BEGIN

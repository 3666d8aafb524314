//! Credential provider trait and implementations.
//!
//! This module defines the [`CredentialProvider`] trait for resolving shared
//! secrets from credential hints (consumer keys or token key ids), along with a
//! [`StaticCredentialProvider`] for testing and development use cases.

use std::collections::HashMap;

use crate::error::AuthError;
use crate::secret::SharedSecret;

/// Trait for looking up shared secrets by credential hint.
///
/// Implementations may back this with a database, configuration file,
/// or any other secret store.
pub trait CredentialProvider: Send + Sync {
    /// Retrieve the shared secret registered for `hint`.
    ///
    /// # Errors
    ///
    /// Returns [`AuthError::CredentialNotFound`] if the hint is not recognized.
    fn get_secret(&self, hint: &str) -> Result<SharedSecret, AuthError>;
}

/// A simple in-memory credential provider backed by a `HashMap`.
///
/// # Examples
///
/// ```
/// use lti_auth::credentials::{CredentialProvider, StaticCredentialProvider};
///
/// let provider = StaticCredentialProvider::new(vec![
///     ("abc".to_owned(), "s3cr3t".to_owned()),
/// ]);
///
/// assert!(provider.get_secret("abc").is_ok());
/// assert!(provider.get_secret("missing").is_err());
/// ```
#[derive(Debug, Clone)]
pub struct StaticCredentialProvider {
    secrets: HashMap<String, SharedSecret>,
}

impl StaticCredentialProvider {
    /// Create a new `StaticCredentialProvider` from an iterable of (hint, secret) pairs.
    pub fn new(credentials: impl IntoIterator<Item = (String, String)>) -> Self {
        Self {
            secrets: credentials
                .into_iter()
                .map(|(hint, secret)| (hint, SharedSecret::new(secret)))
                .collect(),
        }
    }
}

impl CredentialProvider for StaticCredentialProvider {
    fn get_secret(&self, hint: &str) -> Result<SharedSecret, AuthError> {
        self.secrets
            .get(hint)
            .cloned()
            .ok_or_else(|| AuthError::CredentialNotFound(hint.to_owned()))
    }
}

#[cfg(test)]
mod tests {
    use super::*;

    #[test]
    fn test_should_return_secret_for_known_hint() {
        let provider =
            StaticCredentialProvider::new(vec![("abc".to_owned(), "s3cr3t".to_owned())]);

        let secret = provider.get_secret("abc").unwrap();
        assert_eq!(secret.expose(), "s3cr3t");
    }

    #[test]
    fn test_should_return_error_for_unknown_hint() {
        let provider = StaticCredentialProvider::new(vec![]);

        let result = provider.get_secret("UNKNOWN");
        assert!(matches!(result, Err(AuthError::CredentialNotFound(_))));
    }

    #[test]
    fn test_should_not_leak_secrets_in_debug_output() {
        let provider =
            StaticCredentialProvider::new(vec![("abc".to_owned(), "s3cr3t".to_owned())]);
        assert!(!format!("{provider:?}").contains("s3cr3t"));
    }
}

END
BEGIN

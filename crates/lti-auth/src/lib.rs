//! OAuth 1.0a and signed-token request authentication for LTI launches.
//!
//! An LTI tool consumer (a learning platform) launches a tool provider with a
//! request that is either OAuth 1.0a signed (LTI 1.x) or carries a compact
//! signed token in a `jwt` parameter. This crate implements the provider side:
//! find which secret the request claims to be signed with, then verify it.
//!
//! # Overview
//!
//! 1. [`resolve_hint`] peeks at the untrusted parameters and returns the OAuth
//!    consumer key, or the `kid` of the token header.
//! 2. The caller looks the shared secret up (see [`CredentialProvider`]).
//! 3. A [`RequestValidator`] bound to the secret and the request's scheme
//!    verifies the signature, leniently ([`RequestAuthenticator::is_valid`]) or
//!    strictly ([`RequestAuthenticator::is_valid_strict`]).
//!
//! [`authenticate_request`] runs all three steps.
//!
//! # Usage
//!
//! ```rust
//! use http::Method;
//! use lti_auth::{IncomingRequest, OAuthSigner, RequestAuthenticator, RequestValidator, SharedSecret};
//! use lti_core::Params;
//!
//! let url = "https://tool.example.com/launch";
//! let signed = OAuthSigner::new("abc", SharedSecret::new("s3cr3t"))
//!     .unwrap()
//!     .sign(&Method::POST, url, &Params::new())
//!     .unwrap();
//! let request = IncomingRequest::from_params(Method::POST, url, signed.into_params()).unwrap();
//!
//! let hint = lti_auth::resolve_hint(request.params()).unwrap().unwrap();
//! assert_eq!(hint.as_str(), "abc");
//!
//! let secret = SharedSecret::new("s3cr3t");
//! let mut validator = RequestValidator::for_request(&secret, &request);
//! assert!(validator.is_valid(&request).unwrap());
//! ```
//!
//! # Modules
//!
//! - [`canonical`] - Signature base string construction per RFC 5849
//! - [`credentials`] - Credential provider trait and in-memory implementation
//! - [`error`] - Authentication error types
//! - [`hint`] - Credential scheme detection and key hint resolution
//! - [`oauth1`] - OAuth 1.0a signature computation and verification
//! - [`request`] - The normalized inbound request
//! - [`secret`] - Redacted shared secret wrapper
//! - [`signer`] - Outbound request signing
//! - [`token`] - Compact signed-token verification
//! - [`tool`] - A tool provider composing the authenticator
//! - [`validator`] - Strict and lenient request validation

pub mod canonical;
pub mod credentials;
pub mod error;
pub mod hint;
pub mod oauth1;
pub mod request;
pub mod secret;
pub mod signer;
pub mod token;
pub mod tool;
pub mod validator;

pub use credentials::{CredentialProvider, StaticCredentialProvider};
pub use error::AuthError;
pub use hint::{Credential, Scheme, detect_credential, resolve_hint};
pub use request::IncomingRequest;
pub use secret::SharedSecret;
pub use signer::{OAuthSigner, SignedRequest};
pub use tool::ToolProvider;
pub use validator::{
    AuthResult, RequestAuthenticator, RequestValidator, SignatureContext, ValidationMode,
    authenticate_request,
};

END
BEGIN

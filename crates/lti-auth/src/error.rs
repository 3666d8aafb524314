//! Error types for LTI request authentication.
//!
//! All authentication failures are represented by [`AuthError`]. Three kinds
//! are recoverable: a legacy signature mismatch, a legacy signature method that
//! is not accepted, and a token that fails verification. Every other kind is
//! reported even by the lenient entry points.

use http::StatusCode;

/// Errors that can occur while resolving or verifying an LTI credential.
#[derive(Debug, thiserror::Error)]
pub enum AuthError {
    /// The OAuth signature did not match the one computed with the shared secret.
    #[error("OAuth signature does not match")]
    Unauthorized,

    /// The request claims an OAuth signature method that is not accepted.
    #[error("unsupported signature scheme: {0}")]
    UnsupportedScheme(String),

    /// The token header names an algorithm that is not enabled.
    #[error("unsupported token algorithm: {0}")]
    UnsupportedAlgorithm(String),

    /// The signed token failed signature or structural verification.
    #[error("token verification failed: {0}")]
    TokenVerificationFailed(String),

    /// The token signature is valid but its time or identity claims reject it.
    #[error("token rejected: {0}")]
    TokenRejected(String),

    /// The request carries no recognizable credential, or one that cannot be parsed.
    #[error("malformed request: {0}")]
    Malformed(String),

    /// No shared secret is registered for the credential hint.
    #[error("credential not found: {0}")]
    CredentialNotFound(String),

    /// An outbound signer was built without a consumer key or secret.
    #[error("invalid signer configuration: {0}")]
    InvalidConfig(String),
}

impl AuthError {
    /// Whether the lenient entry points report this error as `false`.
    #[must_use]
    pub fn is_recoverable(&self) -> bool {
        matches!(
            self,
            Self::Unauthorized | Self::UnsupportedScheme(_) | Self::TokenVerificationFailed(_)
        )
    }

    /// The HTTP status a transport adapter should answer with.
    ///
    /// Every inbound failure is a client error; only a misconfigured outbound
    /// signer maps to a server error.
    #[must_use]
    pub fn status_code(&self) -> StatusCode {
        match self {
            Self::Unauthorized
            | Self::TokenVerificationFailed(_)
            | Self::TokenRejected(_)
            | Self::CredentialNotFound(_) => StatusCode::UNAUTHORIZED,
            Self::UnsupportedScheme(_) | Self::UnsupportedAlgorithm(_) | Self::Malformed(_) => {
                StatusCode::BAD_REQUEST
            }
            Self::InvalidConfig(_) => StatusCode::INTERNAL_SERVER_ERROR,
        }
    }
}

END

Every line with "that" in it should be copied from the entries.

//! request that is either OAuth 1.0a signed (LTI 1.x) or carries a compact
//! are recoverable: a legacy signature mismatch, a legacy signature method that
//! is not accepted, and a token that fails verification. Every other kind is
/// Errors that can occur while resolving or verifying an LTI credential.
    /// The request claims an OAuth signature method that is not accepted.
    /// The token header names an algorithm that is not enabled.
    /// The request carries no recognizable credential, or one that cannot be parsed.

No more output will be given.